→ Task details
In the entries below, find each line with the word "PlayerState" and return it.

══ Provided records ══

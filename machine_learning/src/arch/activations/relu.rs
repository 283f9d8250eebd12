/// Rectified linear unit, `max(0, z)`.
#[derive(Clone, Copy, Debug, Default, PartialEq)]
pub struct Relu;

impl Relu {
    pub fn new() -> Self {
        Self
    }

    pub fn f(&self, z: f32) -> f32 {
        z.max(0.)
    }

    // The subgradient at zero is taken as 0.
    pub fn df(&self, z: f32) -> f32 {
        if z > 0. { 1. } else { 0. }
    }
}
//! Per-connection game state held by a room.

use tagrush_protocol::{PlayerId, PlayerSnapshot, PlayerState, Position};

/// One member's position, score, and role.
#[derive(Debug, Clone, PartialEq)]
pub struct Player {
    pub id: PlayerId,
    pub position: Position,
    pub score: i32,
    pub is_it: bool,
}

impl Player {
    /// A fresh member standing at the origin.
    pub fn new(id: PlayerId) -> Self {
        Self {
            id,
            position: Position::ORIGIN,
            score: 0,
            is_it: false,
        }
    }

    /// Back to the start-of-game values. Identity is kept.
    pub fn reset(&mut self) {
        self.position = Position::ORIGIN;
        self.score = 0;
        self.is_it = false;
    }

    pub fn state(&self) -> PlayerState {
        PlayerState {
            id: self.id,
            x: self.position.x,
            y: self.position.y,
            score: self.score,
            is_it: self.is_it,
        }
    }

    pub fn snapshot(&self) -> PlayerSnapshot {
        PlayerSnapshot {
            x: self.position.x,
            y: self.position.y,
            score: self.score,
            is_it: self.is_it,
        }
    }
}
//! Error types for the protocol layer.

/// Errors that can occur while encoding or decoding wire messages.
#[derive(Debug, thiserror::Error)]
pub enum ProtocolError {
    /// Serialization failed.
    #[cfg(feature = "json")]
    #[error("encode failed: {0}")]
    Encode(serde_json::Error),

    /// Deserialization failed: malformed JSON, an unknown event name, or
    /// a payload of the wrong shape.
    #[cfg(feature = "json")]
    #[error("decode failed: {0}")]
    Decode(serde_json::Error),
}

═══

→ Answer section
use tagrush_protocol::{PlayerId, PlayerSnapshot, PlayerState, Position};
    pub fn state(&self) -> PlayerState {
        PlayerState {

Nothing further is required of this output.